BEGIN

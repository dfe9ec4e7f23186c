use std::sync::Arc;
use std::time::{Duration, Instant};

use common_kafka::kafka_producer::{send_keyed_iter_to_kafka, KafkaContext};
use rdkafka::producer::FutureProducer;
use tokio::sync::Mutex;
use tracing::{error, warn};

use crate::config::Config;
use crate::extract::Clock;
use crate::metrics_consts::{ALERTS_EMITTED, ALERT_PUBLISH_FAILED};
use crate::scd2::IntegrityAnomaly;
use crate::types::{Alert, AlertSeverity, CdcEvent};
use crate::validate::ValidationStats;

pub const ALERT_DATA_QUALITY: &str = "data_quality_violation";
pub const ALERT_INTEGRITY_ANOMALY: &str = "integrity_anomaly";
pub const ALERT_FAILURE_RATIO: &str = "validation_failure_ratio";

/// True once enough events have been seen and the failure ratio is over
/// the configured threshold.
pub fn ratio_breached(stats: &ValidationStats, threshold: f64, min_samples: u64) -> bool {
    stats.total() >= min_samples && stats.failure_ratio() > threshold
}

/// Publishes structured alerts to the alerting topic: one per rejected
/// event or integrity anomaly, plus a higher-severity aggregate when the
/// failure ratio breaches the threshold (rate-limited by a cooldown).
pub struct AlertEmitter {
    producer: FutureProducer<KafkaContext>,
    topic: String,
    stats: Arc<ValidationStats>,
    clock: Arc<dyn Clock>,
    threshold: f64,
    min_samples: u64,
    cooldown: Duration,
    last_aggregate: Mutex<Option<Instant>>,
}

impl AlertEmitter {
    pub fn new(
        producer: FutureProducer<KafkaContext>,
        config: &Config,
        stats: Arc<ValidationStats>,
        clock: Arc<dyn Clock>,
    ) -> Self {
        Self {
            producer,
            topic: config.alerts_topic.clone(),
            stats,
            clock,
            threshold: config.alert_threshold_ratio,
            min_samples: config.alert_min_samples,
            cooldown: Duration::from_secs(config.aggregate_alert_cooldown_secs),
            last_aggregate: Mutex::new(None),
        }
    }

    /// Alert on an event the validator rejected, then check whether the
    /// overall failure ratio warrants the aggregate alert.
    pub async fn emit_validation_failure(&self, event: &CdcEvent, errors: Vec<String>) {
        let alert = Alert {
            alert_type: ALERT_DATA_QUALITY.to_string(),
            severity: AlertSeverity::Error,
            timestamp: self.clock.now(),
            event_id: Some(event.event_id.clone()),
            object_type: Some(event.object_type.clone()),
            record_id: Some(event.record_id.clone()),
            validation_errors: errors,
            event_data: serde_json::to_value(event).ok(),
        };
        self.publish(alert).await;
        self.maybe_emit_aggregate().await;
    }

    pub async fn emit_integrity_anomaly(&self, anomaly: &IntegrityAnomaly) {
        let alert = Alert {
            alert_type: ALERT_INTEGRITY_ANOMALY.to_string(),
            severity: AlertSeverity::Error,
            timestamp: self.clock.now(),
            event_id: Some(anomaly.event_id.clone()),
            object_type: Some(anomaly.object_type.clone()),
            record_id: Some(anomaly.record_id.clone()),
            validation_errors: vec![anomaly.detail.clone()],
            event_data: None,
        };
        self.publish(alert).await;
    }

    async fn maybe_emit_aggregate(&self) {
        if !ratio_breached(&self.stats, self.threshold, self.min_samples) {
            return;
        }

        let mut last = self.last_aggregate.lock().await;
        if let Some(at) = *last {
            if at.elapsed() < self.cooldown {
                return;
            }
        }
        *last = Some(Instant::now());
        drop(last);

        let ratio = self.stats.failure_ratio();
        warn!(
            "validation failure ratio {:.4} over {} events breaches threshold {:.4}",
            ratio,
            self.stats.total(),
            self.threshold
        );
        let alert = Alert {
            alert_type: ALERT_FAILURE_RATIO.to_string(),
            severity: AlertSeverity::Critical,
            timestamp: self.clock.now(),
            event_id: None,
            object_type: None,
            record_id: None,
            validation_errors: vec![format!(
                "validation failure ratio {:.4} over {} events exceeds threshold {:.4}",
                ratio,
                self.stats.total(),
                self.threshold
            )],
            event_data: None,
        };
        self.publish(alert).await;
    }

    // Alerting is best effort: a broken alert topic must not stall the
    // event stream, so failures are logged and counted only.
    async fn publish(&self, alert: Alert) {
        let alert_type = alert.alert_type.clone();
        let results = send_keyed_iter_to_kafka(
            &self.producer,
            &self.topic,
            |a: &Alert| a.record_id.clone(),
            [alert],
        )
        .await;

        for result in results {
            match result {
                Ok(()) => {
                    metrics::counter!(ALERTS_EMITTED, "type" => alert_type.clone()).increment(1)
                }
                Err(e) => {
                    metrics::counter!(ALERT_PUBLISH_FAILED).increment(1);
                    error!("Failed to publish {} alert: {:?}", alert_type, e);
                }
            }
        }
    }
}

#[cfg(test)]
mod tests {
    use super::*;
    use crate::validate::RULE_RECORD_ID;

    #[test]
    fn ratio_gate_needs_samples_and_breach() {
        let stats = ValidationStats::default();
        // 1 invalid out of 10: ratio 0.1
        for _ in 0..9 {
            stats.record_valid();
        }
        stats.record_invalid(&[RULE_RECORD_ID]);

        // Breaching ratio, but not enough samples yet
        assert!(!ratio_breached(&stats, 0.05, 100));
        // Enough samples at a lower floor
        assert!(ratio_breached(&stats, 0.05, 10));
        // Threshold at or above the ratio doesn't fire
        assert!(!ratio_breached(&stats, 0.1, 10));
    }
}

END

- [Instructions for the task]:
Copy the records above faithfully. Begin at their first line, end at the line containing "one per rejected", and include nothing else.

- [Problem solution]:
repository dfe9ec4e7f23186c
use std::sync::Arc;
use std::time::{Duration, Instant};

use common_kafka::kafka_producer::{send_keyed_iter_to_kafka, KafkaContext};
use rdkafka::producer::FutureProducer;
use tokio::sync::Mutex;
use tracing::{error, warn};

use crate::config::Config;
use crate::extract::Clock;
use crate::metrics_consts::{ALERTS_EMITTED, ALERT_PUBLISH_FAILED};
use crate::scd2::IntegrityAnomaly;
use crate::types::{Alert, AlertSeverity, CdcEvent};
use crate::validate::ValidationStats;

pub const ALERT_DATA_QUALITY: &str = "data_quality_violation";
pub const ALERT_INTEGRITY_ANOMALY: &str = "integrity_anomaly";
pub const ALERT_FAILURE_RATIO: &str = "validation_failure_ratio";

/// True once enough events have been seen and the failure ratio is over
/// the configured threshold.
pub fn ratio_breached(stats: &ValidationStats, threshold: f64, min_samples: u64) -> bool {
    stats.total() >= min_samples && stats.failure_ratio() > threshold
}

/// Publishes structured alerts to the alerting topic: one per rejected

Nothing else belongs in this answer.